On cross-examination, Sgt. Harris acknowledged that he never actually
spoke to the victim during the course of his investigation. Also, Defendant
voluntarily came down to the station and allowed him to search his phone and take
photographs. No clothes or linen were searched or taken from the home and JPSO
did not use a blacklight to search for biological matter on the home’s surfaces.
Thirteen days lapsed between the last alleged incident of abuse and JPSO’s search
of the home. At the end of his testimony, the district court admitted two copies of
Defendant’s recorded statement wherein he denied the allegations against him; the
redacted copy was published to the jury.
The district court recognized Dr. Neha Mehta as an expert witness in child
abuse pediatrics. On October 11, 2018, she provided care to Q.B. A copy of the
medical records that were generated during Q.B.’s visit was entered into evidence.
Dr. Mehta explained that children who have been abused “can present a variety of
ways” and it is not easy to tell whether they have been abused based on their
appearance or (adaptive) behavior. Also, “if the child feels safe and if they feel
supported, in general, most children will disclose further information as time goes
on[ . . . ] as they spend less and less time with the person abusing them [. …]
Disclosure is a process.”
Dr. Mehta further explained that it was unusual for a child to say something
the first time something happens and not uncommon for an abused child to delay
their disclosure. Dr. Mehta testified:
[T]he younger you are the first time something happens, the less ability you have to understand what it means[.] [...] As children get older, if they're aware that there's a problem here, they're often embarrassed and it's their own internal dialogue that's stopping them: Is it my fault that this happened; will people
22-KA-517 5 think bad about me; I don't have the vocabulary to explain what's happening, I don't even know all the words for what this is.
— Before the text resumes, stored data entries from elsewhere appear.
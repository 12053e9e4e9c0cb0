//! Contract consumed from the per-OS native player engine.
//!
//! The coordinator never owns native resources; it drives the engine through
//! [`NativePlayerAdapter`] and receives its asynchronous callbacks as
//! [`NativeNotification`]s pushed into a [`NotificationSink`]. Platform
//! adapters map their engine's lifecycle into
//! [`mediabridge_core::PlaybackLifecycle`] and their track-group state into
//! [`TrackGroup`]; everything semantic happens on the coordinator side.

use std::collections::HashMap;

use crossbeam_channel::Sender;

use mediabridge_core::{PlaybackLifecycle, TrackType, VideoSize};

/// Identifies one asynchronous item-preparation request.
///
/// Monotonic per coordinator. A completion whose token no longer matches the
/// still-current request has been superseded and must be discarded.
#[derive(Debug, Clone, Copy, PartialEq, Eq, Hash)]
pub struct LoadToken(u64);

impl LoadToken {
    pub(crate) fn new(value: u64) -> Self {
        Self(value)
    }

    pub fn value(&self) -> u64 {
        self.0
    }
}

/// The native metadata container attached to a [`NativeMediaItem`].
///
/// `entries` is the flat string bag the namespaced extras and side-channel
/// markers are embedded in (the Bundle / external-metadata analog).
#[derive(Debug, Clone, Default, PartialEq)]
pub struct NativeMetadata {
    pub title: Option<String>,
    pub artist: Option<String>,
    pub artwork_uri: Option<String>,
    pub entries: HashMap<String, String>,
}

/// A media item as the native engine models it.
#[derive(Debug, Clone, PartialEq)]
pub struct NativeMediaItem {
    pub url: String,
    /// Mime type as sniffed by the engine, if any. The reverse mapping
    /// prefers the embedded marker over this.
    pub mime_type: Option<String>,
    pub metadata: NativeMetadata,
}

/// Per-track format reported by the native engine.
#[derive(Debug, Clone, Default, PartialEq)]
pub struct TrackFormat {
    pub id: Option<String>,
    pub language: Option<String>,
    pub label: Option<String>,
    pub bitrate: Option<u64>,
    pub width: Option<u32>,
    pub height: Option<u32>,
    pub frame_rate: Option<f64>,
    /// Whether the engine can actually decode this rendition.
    pub supported: bool,
}

/// A set of alternative renditions for one media characteristic.
#[derive(Debug, Clone, PartialEq)]
pub struct TrackGroup {
    pub track_type: TrackType,
    /// Whether the engine's own selection currently plays from this group.
    pub is_active: bool,
    pub formats: Vec<TrackFormat>,
}

/// Explicit pinning of one rendition, superseding native automatic selection
/// until cleared.
#[derive(Debug, Clone, Copy, PartialEq, Eq)]
pub struct TrackOverride {
    pub group_index: usize,
    pub track_index: usize,
}

/// Notification categories a coordinator can subscribe to.
#[derive(Debug, Clone, Copy, PartialEq, Eq, Hash)]
pub enum NativeEventKind {
    ItemTransition,
    PositionDiscontinuity,
    RateChange,
    TrackSelectionChange,
    Lifecycle,
    PlaybackEnded,
    PictureInPicture,
    PrepareResult,
}

/// Asynchronous state-change callbacks from the native engine.
///
/// Delivered off the control thread with no ordering guarantee relative to
/// command completion; the coordinator re-reads the adapter's query surface
/// rather than trusting stale payloads.
#[derive(Debug, Clone)]
pub enum NativeNotification {
    ItemTransition,
    PositionDiscontinuity { position_ms: f64 },
    RateChange,
    TrackSelectionChange,
    Lifecycle,
    PlaybackEnded,
    PictureInPicture { active: bool },
    PrepareCompleted {
        token: LoadToken,
        result: Result<(), String>,
    },
}

/// Where an adapter delivers its notifications.
///
/// Sending marshals the callback onto the owning coordinator's control
/// thread; a send after the coordinator has shut down is silently dropped.
#[derive(Clone)]
pub struct NotificationSink {
    tx: Sender<NativeNotification>,
}

impl NotificationSink {
    pub(crate) fn new(tx: Sender<NativeNotification>) -> Self {
        Self { tx }
    }

    pub fn send(&self, notification: NativeNotification) {
        let _ = self.tx.send(notification);
    }
}

/// Cancellable handle for one notification subscription.
///
/// The coordinator owns these and releases the whole set on listener detach
/// and teardown; dropping a handle cancels it.
pub struct NativeSubscription {
    cancel: Option<Box<dyn FnOnce() + Send>>,
}

impl NativeSubscription {
    pub fn new(cancel: impl FnOnce() + Send + 'static) -> Self {
        Self {
            cancel: Some(Box::new(cancel)),
        }
    }

    pub fn cancel(mut self) {
        if let Some(cancel) = self.cancel.take() {
            cancel();
        }
    }
}

impl Drop for NativeSubscription {
    fn drop(&mut self) {
        if let Some(cancel) = self.cancel.take() {
            cancel();
        }
    }
}

impl std::fmt::Debug for NativeSubscription {
    fn fmt(&self, f: &mut std::fmt::Formatter<'_>) -> std::fmt::Result {
        f.debug_struct("NativeSubscription")
            .field("active", &self.cancel.is_some())
            .finish()
    }
}

/// The per-OS native engine, as the coordinator consumes it.
///
/// Commands are synchronous dispatches; item preparation triggered by
/// `set_media_item`/`add_media_item` is asynchronous and reports back through
/// a [`NativeNotification::PrepareCompleted`] carrying the request's
/// [`LoadToken`].
pub trait NativePlayerAdapter: Send + 'static {
    // Command sink.
    fn set_media_item(
        &mut self,
        item: NativeMediaItem,
        start_position_ms: Option<f64>,
        token: LoadToken,
    );
    fn add_media_item(&mut self, item: NativeMediaItem, token: LoadToken);
    fn play(&mut self);
    fn pause(&mut self);
    fn seek_to(&mut self, position_ms: f64);
    fn set_volume(&mut self, volume: f64);
    fn set_playback_speed(&mut self, speed: f64);
    fn set_play_when_ready(&mut self, play_when_ready: bool);
    /// Clears the entire native queue, current item included.
    fn remove_all_items(&mut self);
    fn set_track_override(&mut self, track_type: TrackType, group_index: usize, track_index: usize);
    fn clear_track_overrides(&mut self, track_type: TrackType);
    fn set_track_type_disabled(&mut self, track_type: TrackType, disabled: bool);

    // Query surface.
    fn current_item(&self) -> Option<NativeMediaItem>;
    fn position_ms(&self) -> f64;
    /// Duration of the current item, when known.
    fn duration_ms(&self) -> Option<f64>;
    fn lifecycle(&self) -> PlaybackLifecycle;
    fn is_playing(&self) -> bool;
    fn play_when_ready(&self) -> bool;
    fn playback_speed(&self) -> f64;
    fn video_size(&self) -> Option<VideoSize>;
    fn track_groups(&self) -> Vec<TrackGroup>;
    fn track_override(&self, track_type: TrackType) -> Option<TrackOverride>;

    // Notification source.
    fn subscribe(&mut self, kind: NativeEventKind, sink: NotificationSink) -> NativeSubscription;
}
//! Bidirectional mapping between the portable [`MediaItem`] model and the
//! native engine's item representation.
//!
//! Native metadata entry bags cannot carry typed side-channel data, so the
//! mime type and live flag travel as reserved marker entries and portable
//! extras are namespaced under [`EXTRAS_PREFIX`]. The reverse mapping strips
//! the namespace and never reports native-origin entries as extras.

use std::collections::HashMap;

use mediabridge_core::{DEFAULT_MIME_TYPE, MediaItem, MediaMetadata};

use crate::adapter::{NativeMediaItem, NativeMetadata};

/// Namespace prefix applied to every portable extras key before embedding.
pub const EXTRAS_PREFIX: &str = "media.bridge.extras.";
/// Reserved entry carrying the item's declared mime type.
pub const MIME_TYPE_KEY: &str = "media.bridge.player.mime_type";
/// Reserved entry present (as `"true"`) only on live streams.
pub const IS_LIVE_KEY: &str = "media.bridge.player.is_live";

/// Embeds a portable item into the native representation.
///
/// The mime marker is always written; the live marker only for live items,
/// so its absence reads back as not-live.
pub fn to_native(item: &MediaItem) -> NativeMediaItem {
    let mut entries = HashMap::with_capacity(item.metadata.extras.len() + 2);
    entries.insert(MIME_TYPE_KEY.to_string(), item.mime_type.clone());
    if item.is_live {
        entries.insert(IS_LIVE_KEY.to_string(), "true".to_string());
    }
    for (key, value) in &item.metadata.extras {
        entries.insert(format!("{EXTRAS_PREFIX}{key}"), value.clone());
    }

    NativeMediaItem {
        url: item.url.clone(),
        mime_type: Some(item.mime_type.clone()),
        metadata: NativeMetadata {
            title: item.metadata.title.clone(),
            artist: item.metadata.artist.clone(),
            artwork_uri: item.metadata.artwork_uri.clone(),
            entries,
        },
    }
}

/// Recovers a portable item from the native representation.
///
/// `duration_ms` is caller-provided because only the currently playing item
/// has a known duration; queued items map with `None`.
pub fn from_native(native: &NativeMediaItem, duration_ms: Option<f64>) -> MediaItem {
    let entries = &native.metadata.entries;
    let extras: HashMap<String, String> = entries
        .iter()
        .filter_map(|(key, value)| {
            key.strip_prefix(EXTRAS_PREFIX)
                .map(|stripped| (stripped.to_string(), value.clone()))
        })
        .collect();

    let mime_type = entries
        .get(MIME_TYPE_KEY)
        .cloned()
        .or_else(|| native.mime_type.clone())
        .unwrap_or_else(|| DEFAULT_MIME_TYPE.to_string());
    let is_live = entries.get(IS_LIVE_KEY).is_some_and(|v| v == "true");

    MediaItem {
        url: native.url.clone(),
        mime_type,
        is_live,
        metadata: MediaMetadata {
            title: native.metadata.title.clone(),
            artist: native.metadata.artist.clone(),
            artwork_uri: native.metadata.artwork_uri.clone(),
            duration_ms,
            extras,
        },
        playback_start_position_ms: None,
    }
}
use std::collections::{HashMap, HashSet};
use std::sync::{Arc, Mutex};
use std::time::{Duration, Instant};

use mediabridge_core::{
    MediaItem, PlaybackLifecycle, PlaybackState, PlayerStateSnapshot, TrackType, VideoSize,
};

use crate::adapter::{
    LoadToken, NativeEventKind, NativeMediaItem, NativeNotification, NativePlayerAdapter,
    NativeSubscription, NotificationSink, TrackFormat, TrackGroup, TrackOverride,
};
use crate::listener::PlaybackListener;

pub(crate) const TEST_TIMEOUT: Duration = Duration::from_millis(500);
const POLL_INTERVAL: Duration = Duration::from_millis(2);

pub(crate) struct MockPlayerInner {
    pub lifecycle: PlaybackLifecycle,
    pub is_playing: bool,
    pub play_when_ready: bool,
    pub position_ms: f64,
    pub duration_ms: Option<f64>,
    pub playback_speed: f64,
    pub video_size: Option<VideoSize>,
    pub current_item: Option<NativeMediaItem>,
    pub track_groups: Vec<TrackGroup>,
    pub overrides: HashMap<TrackType, TrackOverride>,
    pub disabled_types: HashSet<TrackType>,
    pub sinks: HashMap<NativeEventKind, NotificationSink>,
    pub volumes: Vec<f64>,
    pub seeks: Vec<f64>,
    pub play_calls: usize,
    pub pause_calls: usize,
    pub play_when_ready_calls: Vec<bool>,
    pub removed_all_items: bool,
    pub set_items: Vec<(NativeMediaItem, Option<f64>, LoadToken)>,
    pub added_items: Vec<(NativeMediaItem, LoadToken)>,
}

impl Default for MockPlayerInner {
    fn default() -> Self {
        Self {
            lifecycle: PlaybackLifecycle::Idle,
            is_playing: false,
            play_when_ready: false,
            position_ms: 0.0,
            duration_ms: None,
            playback_speed: 1.0,
            video_size: None,
            current_item: None,
            track_groups: Vec::new(),
            overrides: HashMap::new(),
            disabled_types: HashSet::new(),
            sinks: HashMap::new(),
            volumes: Vec::new(),
            seeks: Vec::new(),
            play_calls: 0,
            pause_calls: 0,
            play_when_ready_calls: Vec::new(),
            removed_all_items: false,
            set_items: Vec::new(),
            added_items: Vec::new(),
        }
    }
}

/// Scripted in-memory engine standing in for a real platform adapter.
///
/// The coordinator owns the [`MockPlayer`]; tests keep a [`MockHandle`] to
/// script state and inject notifications through the registered sinks.
pub(crate) struct MockPlayer {
    inner: Arc<Mutex<MockPlayerInner>>,
}

#[derive(Clone)]
pub(crate) struct MockHandle {
    inner: Arc<Mutex<MockPlayerInner>>,
}

pub(crate) fn mock_player() -> (MockPlayer, MockHandle) {
    let inner = Arc::new(Mutex::new(MockPlayerInner::default()));
    (
        MockPlayer {
            inner: Arc::clone(&inner),
        },
        MockHandle { inner },
    )
}

impl MockHandle {
    pub fn with_inner<T>(&self, f: impl FnOnce(&mut MockPlayerInner) -> T) -> T {
        f(&mut self.inner.lock().expect("mock poisoned"))
    }

    /// Delivers a notification the way a platform callback would, through
    /// the sink registered for `kind`. Returns whether anything was
    /// subscribed.
    pub fn emit(&self, kind: NativeEventKind, notification: NativeNotification) -> bool {
        let sink = self
            .inner
            .lock()
            .expect("mock poisoned")
            .sinks
            .get(&kind)
            .cloned();
        match sink {
            Some(sink) => {
                sink.send(notification);
                true
            }
            None => false,
        }
    }

    pub fn complete_load(&self, token: LoadToken, result: Result<(), String>) {
        assert!(
            self.emit(
                NativeEventKind::PrepareResult,
                NativeNotification::PrepareCompleted { token, result },
            ),
            "no prepare-result subscription registered"
        );
    }

    /// Blocks until the most recent `set_media_item` call is visible and
    /// returns its token.
    pub fn wait_for_set_item(&self, expected_count: usize) -> LoadToken {
        wait_until(TEST_TIMEOUT, || {
            self.with_inner(|inner| {
                (inner.set_items.len() >= expected_count)
                    .then(|| inner.set_items[expected_count - 1].2)
            })
        })
        .expect("timed out waiting for set_media_item")
    }

    pub fn wait_for_added_item(&self, expected_count: usize) -> LoadToken {
        wait_until(TEST_TIMEOUT, || {
            self.with_inner(|inner| {
                (inner.added_items.len() >= expected_count)
                    .then(|| inner.added_items[expected_count - 1].1)
            })
        })
        .expect("timed out waiting for add_media_item")
    }

    /// Blocks until the coordinator has registered a sink for `kind`.
    pub fn wait_subscribed(&self, kind: NativeEventKind) {
        wait_until(TEST_TIMEOUT, || {
            self.with_inner(|inner| inner.sinks.contains_key(&kind).then_some(()))
        })
        .expect("timed out waiting for subscription");
    }

    pub fn wait_unsubscribed(&self, kind: NativeEventKind) {
        wait_until(TEST_TIMEOUT, || {
            self.with_inner(|inner| (!inner.sinks.contains_key(&kind)).then_some(()))
        })
        .expect("timed out waiting for unsubscription");
    }
}

impl NativePlayerAdapter for MockPlayer {
    fn set_media_item(
        &mut self,
        item: NativeMediaItem,
        start_position_ms: Option<f64>,
        token: LoadToken,
    ) {
        let mut inner = self.inner.lock().expect("mock poisoned");
        inner.current_item = Some(item.clone());
        inner.set_items.push((item, start_position_ms, token));
    }

    fn add_media_item(&mut self, item: NativeMediaItem, token: LoadToken) {
        self.inner
            .lock()
            .expect("mock poisoned")
            .added_items
            .push((item, token));
    }

    fn play(&mut self) {
        let mut inner = self.inner.lock().expect("mock poisoned");
        inner.play_calls += 1;
        inner.is_playing = true;
    }

    fn pause(&mut self) {
        let mut inner = self.inner.lock().expect("mock poisoned");
        inner.pause_calls += 1;
        inner.is_playing = false;
    }

    fn seek_to(&mut self, position_ms: f64) {
        let mut inner = self.inner.lock().expect("mock poisoned");
        inner.position_ms = position_ms;
        inner.seeks.push(position_ms);
    }

    fn set_volume(&mut self, volume: f64) {
        self.inner.lock().expect("mock poisoned").volumes.push(volume);
    }

    fn set_playback_speed(&mut self, speed: f64) {
        self.inner.lock().expect("mock poisoned").playback_speed = speed;
    }

    fn set_play_when_ready(&mut self, play_when_ready: bool) {
        let mut inner = self.inner.lock().expect("mock poisoned");
        inner.play_when_ready = play_when_ready;
        inner.play_when_ready_calls.push(play_when_ready);
    }

    fn remove_all_items(&mut self) {
        let mut inner = self.inner.lock().expect("mock poisoned");
        inner.removed_all_items = true;
        inner.current_item = None;
        inner.is_playing = false;
        inner.play_when_ready = false;
        inner.lifecycle = PlaybackLifecycle::Idle;
    }

    fn set_track_override(&mut self, track_type: TrackType, group_index: usize, track_index: usize) {
        self.inner.lock().expect("mock poisoned").overrides.insert(
            track_type,
            TrackOverride {
                group_index,
                track_index,
            },
        );
    }

    fn clear_track_overrides(&mut self, track_type: TrackType) {
        self.inner
            .lock()
            .expect("mock poisoned")
            .overrides
            .remove(&track_type);
    }

    fn set_track_type_disabled(&mut self, track_type: TrackType, disabled: bool) {
        let mut inner = self.inner.lock().expect("mock poisoned");
        if disabled {
            inner.disabled_types.insert(track_type);
        } else {
            inner.disabled_types.remove(&track_type);
        }
    }

    fn current_item(&self) -> Option<NativeMediaItem> {
        self.inner.lock().expect("mock poisoned").current_item.clone()
    }

    fn position_ms(&self) -> f64 {
        self.inner.lock().expect("mock poisoned").position_ms
    }

    fn duration_ms(&self) -> Option<f64> {
        self.inner.lock().expect("mock poisoned").duration_ms
    }

    fn lifecycle(&self) -> PlaybackLifecycle {
        self.inner.lock().expect("mock poisoned").lifecycle
    }

    fn is_playing(&self) -> bool {
        self.inner.lock().expect("mock poisoned").is_playing
    }

    fn play_when_ready(&self) -> bool {
        self.inner.lock().expect("mock poisoned").play_when_ready
    }

    fn playback_speed(&self) -> f64 {
        self.inner.lock().expect("mock poisoned").playback_speed
    }

    fn video_size(&self) -> Option<VideoSize> {
        self.inner.lock().expect("mock poisoned").video_size
    }

    fn track_groups(&self) -> Vec<TrackGroup> {
        let inner = self.inner.lock().expect("mock poisoned");
        inner
            .track_groups
            .iter()
            .cloned()
            .map(|mut group| {
                if inner.disabled_types.contains(&group.track_type) {
                    group.is_active = false;
                }
                group
            })
            .collect()
    }

    fn track_override(&self, track_type: TrackType) -> Option<TrackOverride> {
        self.inner
            .lock()
            .expect("mock poisoned")
            .overrides
            .get(&track_type)
            .copied()
    }

    fn subscribe(&mut self, kind: NativeEventKind, sink: NotificationSink) -> NativeSubscription {
        self.inner
            .lock()
            .expect("mock poisoned")
            .sinks
            .insert(kind, sink);
        let inner = Arc::clone(&self.inner);
        NativeSubscription::new(move || {
            inner.lock().expect("mock poisoned").sinks.remove(&kind);
        })
    }
}

#[derive(Debug, Clone, PartialEq)]
pub(crate) enum ListenerEvent {
    StateUpdate(PlayerStateSnapshot),
    ItemTransition(Option<MediaItem>),
    PlaybackStateChanged(PlaybackState, bool),
    PositionDiscontinuity(f64),
    PlaybackEnded(Option<MediaItem>),
    PictureInPicture(bool),
}

#[derive(Default)]
pub(crate) struct RecordingListener {
    events: Mutex<Vec<ListenerEvent>>,
}

impl RecordingListener {
    pub fn events(&self) -> Vec<ListenerEvent> {
        self.events.lock().expect("listener poisoned").clone()
    }

    fn record(&self, event: ListenerEvent) {
        self.events.lock().expect("listener poisoned").push(event);
    }

    /// Blocks until some recorded event satisfies `pred` and returns it.
    pub fn wait_for_event(
        &self,
        pred: impl Fn(&ListenerEvent) -> bool,
    ) -> ListenerEvent {
        wait_until(TEST_TIMEOUT, || {
            self.events().into_iter().find(|event| pred(event))
        })
        .expect("timed out waiting for listener event")
    }
}

impl PlaybackListener for RecordingListener {
    fn on_player_state_update(&self, snapshot: PlayerStateSnapshot) {
        self.record(ListenerEvent::StateUpdate(snapshot));
    }

    fn on_media_item_transition(&self, item: Option<MediaItem>) {
        self.record(ListenerEvent::ItemTransition(item));
    }

    fn on_playback_state_changed(&self, state: PlaybackState, is_buffering: bool) {
        self.record(ListenerEvent::PlaybackStateChanged(state, is_buffering));
    }

    fn on_position_discontinuity(&self, position_ms: f64) {
        self.record(ListenerEvent::PositionDiscontinuity(position_ms));
    }

    fn on_playback_ended(&self, item: Option<MediaItem>) {
        self.record(ListenerEvent::PlaybackEnded(item));
    }

    fn on_picture_in_picture_mode_changed(&self, active: bool) {
        self.record(ListenerEvent::PictureInPicture(active));
    }
}

pub(crate) fn wait_until<T>(timeout: Duration, mut probe: impl FnMut() -> Option<T>) -> Option<T> {
    let deadline = Instant::now() + timeout;
    loop {
        if let Some(value) = probe() {
            return Some(value);
        }
        if Instant::now() >= deadline {
            return None;
        }
        std::thread::sleep(POLL_INTERVAL);
    }
}

pub(crate) fn audio_group(language: &str, id: Option<&str>) -> TrackGroup {
    TrackGroup {
        track_type: TrackType::Audio,
        is_active: false,
        formats: vec![TrackFormat {
            id: id.map(str::to_string),
            language: Some(language.to_string()),
            supported: true,
            ..TrackFormat::default()
        }],
    }
}

pub(crate) fn text_group(language: &str, id: Option<&str>) -> TrackGroup {
    TrackGroup {
        track_type: TrackType::Text,
        is_active: false,
        formats: vec![TrackFormat {
            id: id.map(str::to_string),
            language: Some(language.to_string()),
            supported: true,
            ..TrackFormat::default()
        }],
    }
}

pub(crate) fn video_format(id: &str, width: u32, height: u32, supported: bool) -> TrackFormat {
    TrackFormat {
        id: Some(id.to_string()),
        width: Some(width),
        height: Some(height),
        supported,
        ..TrackFormat::default()
    }
}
A variety of barriers. Is my mom going to believe me; will we become homeless; am I going to be getting my relative in trouble; am I going to get in trouble. So these sort of internal messages that children tell themselves are a huge barrier and usually the main things that children describe to me as a reason they were reluctant to say anything.
And then it is also possible that children have been told not to tell. So in some cases, someone says, don't tell anyone about this or you're going to get in trouble or things of that nature.
Q.B. met with Dr. Mehta shortly after the emergency department identified
the need for an acute medical evaluation. The doctor’s impression of Q.B. was that
“[s]he had a good vocabulary for her age and good communication skills.” She
noted that when Q.B. discussed a topic she was comfortable with she was “clearly
articulate and answer[ed] questions in detail and length.” As Dr. Mehta “moved to
topics that were more sensitive, she became more quiet, more hesitant to answer.
She frequently stated that she was feeling anxious. She was feeling uncomfortable.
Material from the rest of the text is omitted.